I build sites like this for a living, so one possibility is to hire me as a consultant!

Barring that, my experience with Google Scholar was that only large academic publishers tend to get their attention. If drop me a MeMail I'll see what I can dig up from talking to colleagues who've waded through before. (I know in at least one case we just allowed the Googlebot user-agent in with no repercussions, although know that all similar methods are easily spoofed).

As far as metadata goes, it's a hard problem to extract anything structured from PDFs. I could probably help, but I'd have to see your content.

Good luck!
posted by nev at 8:43 PM on June 30, 2008


I know there are a lot of people in academic publishing on friendfeed, so you could try asking there. Maybe Bill or this guy could steer you in the right direction.
posted by Mr. Gunn at 1:20 AM on July 1, 2008


If you're a frequent digital library user I'd also be interested in hearing about features that would make you revisit a digital library on a regular basis,

1. Having quality papers relevant to what I'm researching.
2. Me being able to find them.
3. Me being able to access them.
4. Copies of documents being complete.

By (1) I mean the obvious; if I'm researching physics and your library is about psychology, we're unlikely to interact. If I have read papers and found them relevant, informative, clear, readable, and factually accurate, I am more likely to look at the other papers in that journal/issue/library.

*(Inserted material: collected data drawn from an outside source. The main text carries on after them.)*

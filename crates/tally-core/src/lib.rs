//! tally-core - Core library for Tally
//!
//! This crate contains the record models, the `SQLite` storage layer and the
//! batch sync engine shared by the Tally server and its tools.

pub mod config;
pub mod db;
pub mod error;
pub mod ledger;
pub mod models;
pub mod services;
pub mod sync;
mod util;

#[cfg(test)]
mod test_support;

pub use config::EngineConfig;
pub use error::{Error, Result};
pub use models::{RecordId, SyncRequest, SyncResponse};
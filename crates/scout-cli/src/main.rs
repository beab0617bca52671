//! The `scout` binary: load configuration, wire the collaborators, serve
//! the HTTP API until interrupted.

use std::net::SocketAddr;
use std::path::PathBuf;
use std::sync::Arc;

use anyhow::{Context, Result};
use clap::Parser;
use tokio::net::TcpListener;
use tracing::info;
use tracing::level_filters::LevelFilter;
use tracing_subscriber::EnvFilter;

use scout_ai::{Analyzer, AnalyzerConfig, OpenAiChatClient, OpenAiConfig};
use scout_core::{ProjectCatalog, ScoutConfig};
use scout_gateway::{build_router, AppContext, PacingConfig};
use scout_github::{GithubClient, GithubClientConfig};
use scout_lark::{LarkClient, Recipient};

const DEFAULT_MODEL_ID: &str = "gpt-4o-mini";
const CHAT_REQUEST_TIMEOUT_MS: u64 = 60_000;

#[derive(Debug, Parser)]
#[command(name = "scout", about = "Beginner-issue scouting and triage service")]
struct Cli {
    /// Address to serve the HTTP API on.
    #[arg(long, env = "SCOUT_BIND", default_value = "127.0.0.1:8000")]
    bind: String,
    /// Path to the TOML project catalog.
    #[arg(long, env = "SCOUT_CATALOG", default_value = "projects.toml")]
    catalog: PathBuf,
}

fn init_tracing() {
    let env_filter = EnvFilter::builder()
        .with_default_directive(LevelFilter::INFO.into())
        .from_env_lossy();

    tracing_subscriber::fmt()
        .with_env_filter(env_filter)
        .with_target(false)
        .compact()
        .init();
}

fn build_context(config: &ScoutConfig, catalog: ProjectCatalog) -> Result<AppContext> {
    let github = GithubClient::new(GithubClientConfig::new(
        config.github_api_base.clone(),
        config.github_token.clone(),
    ))
    .context("failed to build the issue-tracker client")?;

    let chat = OpenAiChatClient::new(OpenAiConfig {
        api_base: config.model_api_base.clone(),
        api_key: config.model_api_key.clone(),
        request_timeout_ms: CHAT_REQUEST_TIMEOUT_MS,
    })
    .context("failed to build the chat-completion client")?;

    let model = if config.model_id.is_empty() {
        DEFAULT_MODEL_ID.to_string()
    } else {
        config.model_id.clone()
    };

    let user_recipient = config.lark.user_id.as_deref().map(Recipient::from_id);
    let notifier =
        LarkClient::new(config.lark.clone()).context("failed to build the notification client")?;

    Ok(AppContext {
        issues: Arc::new(github),
        analyzer: Analyzer::new(Arc::new(chat), AnalyzerConfig { model }),
        notifier: Arc::new(notifier),
        catalog,
        user_recipient,
        pacing: PacingConfig::default(),
    })
}

#[tokio::main]
async fn main() -> Result<()> {
    init_tracing();
    let cli = Cli::parse();

    let config = ScoutConfig::from_env();
    config.validate().context("configuration is incomplete")?;

    let catalog = ProjectCatalog::load(&cli.catalog)
        .with_context(|| format!("failed to load project catalog {}", cli.catalog.display()))?;
    info!(projects = catalog.projects.len(), "project catalog loaded");

    let context = Arc::new(build_context(&config, catalog)?);

    let bind_addr = cli
        .bind
        .parse::<SocketAddr>()
        .with_context(|| format!("invalid --bind '{}'", cli.bind))?;
    let listener = TcpListener::bind(bind_addr)
        .await
        .with_context(|| format!("failed to bind {bind_addr}"))?;
    let local_addr = listener
        .local_addr()
        .context("failed to resolve bound address")?;
    info!(%local_addr, "scout service listening");

    axum::serve(listener, build_router(context))
        .with_graceful_shutdown(async {
            let _ = tokio::signal::ctrl_c().await;
        })
        .await
        .context("server exited unexpectedly")?;

    Ok(())
}
//! HTTP surface and request orchestration: four POST pipelines plus a
//! health endpoint, all running against an explicit application context.

mod api;
mod context;
mod orchestrator;
mod server;

pub use api::{
    AnalyzeIssueRequest, AnalyzeIssueResponse, DailyMonitorRequest, DailyMonitorResponse,
    FindBeginnerIssuesRequest, FindBeginnerIssuesResponse, IssueRecommendation,
    ProjectSearchResult, SearchProjectsRequest, SearchProjectsResponse,
};
pub use context::{AppContext, IssueSource, PacingConfig};
pub use orchestrator::{
    analyze_issue, daily_monitor, find_beginner_issues, search_projects,
};
pub use server::build_router;
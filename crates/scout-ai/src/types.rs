use async_trait::async_trait;
use serde::{Deserialize, Serialize};
use serde_json::{Map, Value};
use thiserror::Error;

#[derive(Debug, Clone, Copy, Serialize, Deserialize, PartialEq, Eq)]
#[serde(rename_all = "snake_case")]
/// Role of one chat message.
pub enum ChatRole {
    System,
    User,
    Assistant,
}

#[derive(Debug, Clone, Serialize, Deserialize, PartialEq)]
/// One message in a chat-completion request.
pub struct ChatMessage {
    pub role: ChatRole,
    pub content: String,
}

impl ChatMessage {
    pub fn system(text: impl Into<String>) -> Self {
        Self {
            role: ChatRole::System,
            content: text.into(),
        }
    }

    pub fn user(text: impl Into<String>) -> Self {
        Self {
            role: ChatRole::User,
            content: text.into(),
        }
    }
}

#[derive(Debug, Clone, Serialize, Deserialize, PartialEq)]
/// A chat-completion request.
pub struct ChatRequest {
    pub model: String,
    pub messages: Vec<ChatMessage>,
    pub temperature: Option<f64>,
    pub max_tokens: Option<u32>,
}

#[derive(Debug, Clone, Serialize, Deserialize, PartialEq, Default)]
/// Token accounting reported by the provider.
pub struct ChatUsage {
    pub prompt_tokens: u64,
    pub completion_tokens: u64,
    pub total_tokens: u64,
}

#[derive(Debug, Clone, Serialize, Deserialize, PartialEq)]
/// Assistant reply to a chat-completion request.
pub struct ChatResponse {
    pub content: String,
    pub finish_reason: Option<String>,
    pub usage: ChatUsage,
}

#[derive(Debug, Error)]
/// Errors surfaced by the chat transport layer.
pub enum AiError {
    #[error("missing API key")]
    MissingApiKey,
    #[error("http error: {0}")]
    Http(#[from] reqwest::Error),
    #[error("provider returned non-success status {status}: {body}")]
    HttpStatus { status: u16, body: String },
    #[error("serialization error: {0}")]
    Serde(#[from] serde_json::Error),
    #[error("invalid response: {0}")]
    InvalidResponse(String),
}

#[async_trait]
/// Trait contract for chat-completion backends.
pub trait ChatClient: Send + Sync {
    async fn complete(&self, request: ChatRequest) -> Result<ChatResponse, AiError>;
}

#[derive(Debug, Clone, Copy, Serialize, Deserialize, PartialEq, Eq, Default)]
#[serde(rename_all = "snake_case")]
/// Difficulty tier assigned to an issue by the analysis step.
pub enum Difficulty {
    Beginner,
    #[default]
    Intermediate,
    Advanced,
}

impl Difficulty {
    pub fn parse(value: &str) -> Option<Self> {
        match value.trim().to_ascii_lowercase().as_str() {
            "beginner" => Some(Self::Beginner),
            "intermediate" => Some(Self::Intermediate),
            "advanced" => Some(Self::Advanced),
            _ => None,
        }
    }

    pub fn as_str(self) -> &'static str {
        match self {
            Self::Beginner => "beginner",
            Self::Intermediate => "intermediate",
            Self::Advanced => "advanced",
        }
    }

    /// Whether the tier is worth recommending to newer contributors.
    pub fn is_approachable(self) -> bool {
        matches!(self, Self::Beginner | Self::Intermediate)
    }
}

fn clamp_score(value: f64) -> f64 {
    value.clamp(0.0, 1.0)
}

fn string_list(value: Option<&Value>) -> Vec<String> {
    value
        .and_then(Value::as_array)
        .map(|items| {
            items
                .iter()
                .filter_map(|item| item.as_str().map(str::to_string))
                .collect()
        })
        .unwrap_or_default()
}

fn object_map(value: Option<&Value>) -> Map<String, Value> {
    value
        .and_then(Value::as_object)
        .cloned()
        .unwrap_or_default()
}

/// Triage result for one issue.
///
/// Both scores lie in [0,1]; the difficulty tier is always one of the three
/// enumerated values (the default is substituted for anything else).
#[derive(Debug, Clone, Serialize, Deserialize, PartialEq)]
pub struct IssueAnalysis {
    pub issue_id: u64,
    pub complexity_score: f64,
    pub difficulty_level: Difficulty,
    pub required_skills: Vec<String>,
    pub estimated_time: String,
    pub solution_approach: String,
    pub technical_breakdown: Map<String, Value>,
    pub learning_opportunities: Vec<String>,
    pub confidence_score: f64,
}

impl IssueAnalysis {
    /// The fixed record substituted whenever transport or extraction fails.
    pub fn fallback(issue_id: u64) -> Self {
        Self {
            issue_id,
            complexity_score: 0.5,
            difficulty_level: Difficulty::Intermediate,
            required_skills: Vec::new(),
            estimated_time: "unknown".to_string(),
            solution_approach: String::new(),
            technical_breakdown: Map::new(),
            learning_opportunities: Vec::new(),
            confidence_score: 0.5,
        }
    }

    /// Builds a record from an extracted model object, substituting the
    /// documented defaults for any absent or malformed field.
    pub fn from_model_value(issue_id: u64, value: &Value) -> Self {
        let defaults = Self::fallback(issue_id);
        Self {
            issue_id,
            complexity_score: value
                .get("complexity_score")
                .and_then(Value::as_f64)
                .map(clamp_score)
                .unwrap_or(defaults.complexity_score),
            difficulty_level: value
                .get("difficulty_level")
                .and_then(Value::as_str)
                .and_then(Difficulty::parse)
                .unwrap_or(defaults.difficulty_level),
            required_skills: string_list(value.get("required_skills")),
            estimated_time: value
                .get("estimated_time")
                .and_then(Value::as_str)
                .map(str::to_string)
                .unwrap_or(defaults.estimated_time),
            solution_approach: value
                .get("solution_approach")
                .and_then(Value::as_str)
                .map(str::to_string)
                .unwrap_or_default(),
            technical_breakdown: object_map(value.get("technical_breakdown")),
            learning_opportunities: string_list(value.get("learning_opportunities")),
            confidence_score: value
                .get("confidence_score")
                .and_then(Value::as_f64)
                .map(clamp_score)
                .unwrap_or(defaults.confidence_score),
        }
    }
}

/// Triage result for a whole project.
#[derive(Debug, Clone, Serialize, Deserialize, PartialEq)]
pub struct ProjectAnalysis {
    pub project_name: String,
    pub beginner_friendliness: f64,
    pub active_maintenance: bool,
    pub community_health: Map<String, Value>,
    pub contribution_guidelines: Map<String, Value>,
    pub tech_stack_analysis: Map<String, Value>,
    pub recommended_issues: Vec<u64>,
}

impl ProjectAnalysis {
    pub fn fallback(project_name: impl Into<String>) -> Self {
        Self {
            project_name: project_name.into(),
            beginner_friendliness: 0.5,
            active_maintenance: false,
            community_health: Map::new(),
            contribution_guidelines: Map::new(),
            tech_stack_analysis: Map::new(),
            recommended_issues: Vec::new(),
        }
    }

    pub fn from_model_value(project_name: impl Into<String>, value: &Value) -> Self {
        let defaults = Self::fallback(project_name);
        Self {
            beginner_friendliness: value
                .get("beginner_friendliness")
                .and_then(Value::as_f64)
                .map(clamp_score)
                .unwrap_or(defaults.beginner_friendliness),
            active_maintenance: value
                .get("active_maintenance")
                .and_then(Value::as_bool)
                .unwrap_or(defaults.active_maintenance),
            community_health: object_map(value.get("community_health")),
            contribution_guidelines: object_map(value.get("contribution_guidelines")),
            tech_stack_analysis: object_map(value.get("tech_stack_analysis")),
            recommended_issues: value
                .get("recommended_issues")
                .and_then(Value::as_array)
                .map(|items| items.iter().filter_map(Value::as_u64).collect())
                .unwrap_or_default(),
            project_name: defaults.project_name,
        }
    }
}

#[derive(Debug, Clone, PartialEq, Eq)]
/// Why an analysis degraded to the fixed default record.
pub enum FallbackReason {
    /// The chat request itself failed (transport or provider status).
    RequestFailed(String),
    /// The reply carried no extractable JSON object.
    ExtractionFailed,
}

impl std::fmt::Display for FallbackReason {
    fn fmt(&self, f: &mut std::fmt::Formatter<'_>) -> std::fmt::Result {
        match self {
            Self::RequestFailed(detail) => write!(f, "chat request failed: {detail}"),
            Self::ExtractionFailed => write!(f, "no extractable JSON object in reply"),
        }
    }
}

/// Distinguishes genuine model output from the degraded default record.
///
/// The analysis layer never raises: a failure anywhere in transport or
/// parsing becomes a `Fallback` carrying the fixed default.
#[derive(Debug, Clone, PartialEq)]
pub enum AnalysisOutcome<T> {
    Parsed(T),
    Fallback { record: T, reason: FallbackReason },
}

impl<T> AnalysisOutcome<T> {
    pub fn record(&self) -> &T {
        match self {
            Self::Parsed(record) | Self::Fallback { record, .. } => record,
        }
    }

    pub fn into_record(self) -> T {
        match self {
            Self::Parsed(record) | Self::Fallback { record, .. } => record,
        }
    }

    pub fn is_fallback(&self) -> bool {
        matches!(self, Self::Fallback { .. })
    }
}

By (2) I mean the papers showing up in my searches (I like Google, Web of knowledge, and science direct - but that's just me) and having clear title and abstract.

(3) is because putting in a document supply request can take two weeks. If my institution has access to your library, that's great. If I'm going to have to wait two weeks to pay for that paper, that's two weeks to find another paper in a journal I *can* access instantly. Also, the whole point of giving references is that people can follow them; from this perspective a reference that leads to an $80 pay wall isn't a very good reference.

By (4) I mean if you're offering a PDF copy of a book, and that book comes with a CD of example programs or suchlike, you should offer access to the CD alongside the PDF of the pages of the book.

In summary you're going in the right direction getting indexed by Google. You also need good papers with clear titles and abstracts; and ideally you need major institutions to subscribe to your library so users can access it easily.

Of course, now I summarise it, I probably haven't told you anything you don't already know!